__WHAT IS BEING ASKED__: Return the following entries exactly, word for word.

(MATERIAL PROVIDED begins)

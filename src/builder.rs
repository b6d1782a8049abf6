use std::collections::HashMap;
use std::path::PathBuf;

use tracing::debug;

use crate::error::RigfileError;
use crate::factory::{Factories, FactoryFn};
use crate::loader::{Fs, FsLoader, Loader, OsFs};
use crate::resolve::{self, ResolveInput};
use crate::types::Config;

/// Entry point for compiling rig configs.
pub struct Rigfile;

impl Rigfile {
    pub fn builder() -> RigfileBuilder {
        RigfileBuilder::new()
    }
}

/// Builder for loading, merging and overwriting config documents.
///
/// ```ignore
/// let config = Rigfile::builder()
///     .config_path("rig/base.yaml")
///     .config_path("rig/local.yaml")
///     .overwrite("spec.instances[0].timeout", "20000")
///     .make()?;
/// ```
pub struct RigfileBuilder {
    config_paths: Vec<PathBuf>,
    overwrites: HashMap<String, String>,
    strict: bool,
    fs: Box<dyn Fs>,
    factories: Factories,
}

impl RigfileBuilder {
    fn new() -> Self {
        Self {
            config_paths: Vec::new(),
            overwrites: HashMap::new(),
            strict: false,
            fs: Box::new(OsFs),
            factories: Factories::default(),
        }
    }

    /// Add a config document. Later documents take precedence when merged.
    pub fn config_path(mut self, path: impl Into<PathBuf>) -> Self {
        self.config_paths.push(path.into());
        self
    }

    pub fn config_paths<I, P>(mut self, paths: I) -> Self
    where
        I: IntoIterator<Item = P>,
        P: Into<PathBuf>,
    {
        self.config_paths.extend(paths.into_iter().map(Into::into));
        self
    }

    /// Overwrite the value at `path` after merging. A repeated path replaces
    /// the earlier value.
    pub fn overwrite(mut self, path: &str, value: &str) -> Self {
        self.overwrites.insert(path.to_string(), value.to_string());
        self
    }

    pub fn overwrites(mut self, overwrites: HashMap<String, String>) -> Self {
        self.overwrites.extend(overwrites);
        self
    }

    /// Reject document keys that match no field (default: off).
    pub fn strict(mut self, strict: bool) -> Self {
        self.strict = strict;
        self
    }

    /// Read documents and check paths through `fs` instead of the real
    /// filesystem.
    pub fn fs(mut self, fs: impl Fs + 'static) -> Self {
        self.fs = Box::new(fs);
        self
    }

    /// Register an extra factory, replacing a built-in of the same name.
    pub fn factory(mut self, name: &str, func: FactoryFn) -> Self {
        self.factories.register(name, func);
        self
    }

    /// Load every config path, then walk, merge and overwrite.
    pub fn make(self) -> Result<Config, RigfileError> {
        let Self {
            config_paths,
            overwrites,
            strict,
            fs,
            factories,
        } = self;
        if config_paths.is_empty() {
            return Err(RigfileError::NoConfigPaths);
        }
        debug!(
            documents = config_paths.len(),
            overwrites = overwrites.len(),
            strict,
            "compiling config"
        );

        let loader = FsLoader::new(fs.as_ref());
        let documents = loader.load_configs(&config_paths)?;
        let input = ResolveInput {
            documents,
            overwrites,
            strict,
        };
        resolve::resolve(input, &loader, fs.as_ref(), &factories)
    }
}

(MATERIAL PROVIDED ends)

__TASK RESPONSE__:
filename src/builder.rs
repository b6d1782a8049abf6
use std::collections::HashMap;
use std::path::PathBuf;

use tracing::debug;

use crate::error::RigfileError;
use crate::factory::{Factories, FactoryFn};
use crate::loader::{Fs, FsLoader, Loader, OsFs};
use crate::resolve::{self, ResolveInput};
use crate::types::Config;

/// Entry point for compiling rig configs.
pub struct Rigfile;

impl Rigfile {
    pub fn builder() -> RigfileBuilder {
        RigfileBuilder::new()
    }
}

/// Builder for loading, merging and overwriting config documents.
///
/// ```ignore
/// let config = Rigfile::builder()
///     .config_path("rig/base.yaml")
///     .config_path("rig/local.yaml")
///     .overwrite("spec.instances[0].timeout", "20000")
///     .make()?;
/// ```
pub struct RigfileBuilder {
    config_paths: Vec<PathBuf>,
    overwrites: HashMap<String, String>,
    strict: bool,
    fs: Box<dyn Fs>,
    factories: Factories,
}

impl RigfileBuilder {
    fn new() -> Self {
        Self {
            config_paths: Vec::new(),
            overwrites: HashMap::new(),
            strict: false,
            fs: Box::new(OsFs),
            factories: Factories::default(),
        }
    }

    /// Add a config document. Later documents take precedence when merged.
    pub fn config_path(mut self, path: impl Into<PathBuf>) -> Self {
        self.config_paths.push(path.into());
        self
    }

    pub fn config_paths<I, P>(mut self, paths: I) -> Self
    where
        I: IntoIterator<Item = P>,
        P: Into<PathBuf>,
    {
        self.config_paths.extend(paths.into_iter().map(Into::into));
        self
    }

    /// Overwrite the value at `path` after merging. A repeated path replaces
    /// the earlier value.
    pub fn overwrite(mut self, path: &str, value: &str) -> Self {
        self.overwrites.insert(path.to_string(), value.to_string());
        self
    }

    pub fn overwrites(mut self, overwrites: HashMap<String, String>) -> Self {
        self.overwrites.extend(overwrites);
        self
    }

    /// Reject document keys that match no field (default: off).
    pub fn strict(mut self, strict: bool) -> Self {
        self.strict = strict;
        self
    }

    /// Read documents and check paths through `fs` instead of the real
    /// filesystem.
    pub fn fs(mut self, fs: impl Fs + 'static) -> Self {
        self.fs = Box::new(fs);
        self
    }

    /// Register an extra factory, replacing a built-in of the same name.
    pub fn factory(mut self, name: &str, func: FactoryFn) -> Self {
        self.factories.register(name, func);
        self
    }

    /// Load every config path, then walk, merge and overwrite.
    pub fn make(self) -> Result<Config, RigfileError> {
        let Self {
            config_paths,
            overwrites,
            strict,
            fs,
            factories,
        } = self;
        if config_paths.is_empty() {
            return Err(RigfileError::NoConfigPaths);
        }
        debug!(
            documents = config_paths.len(),
            overwrites = overwrites.len(),
            strict,
            "compiling config"
        );

        let loader = FsLoader::new(fs.as_ref());
        let documents = loader.load_configs(&config_paths)?;
        let input = ResolveInput {
            documents,
            overwrites,
            strict,
        };
        resolve::resolve(input, &loader, fs.as_ref(), &factories)
    }
}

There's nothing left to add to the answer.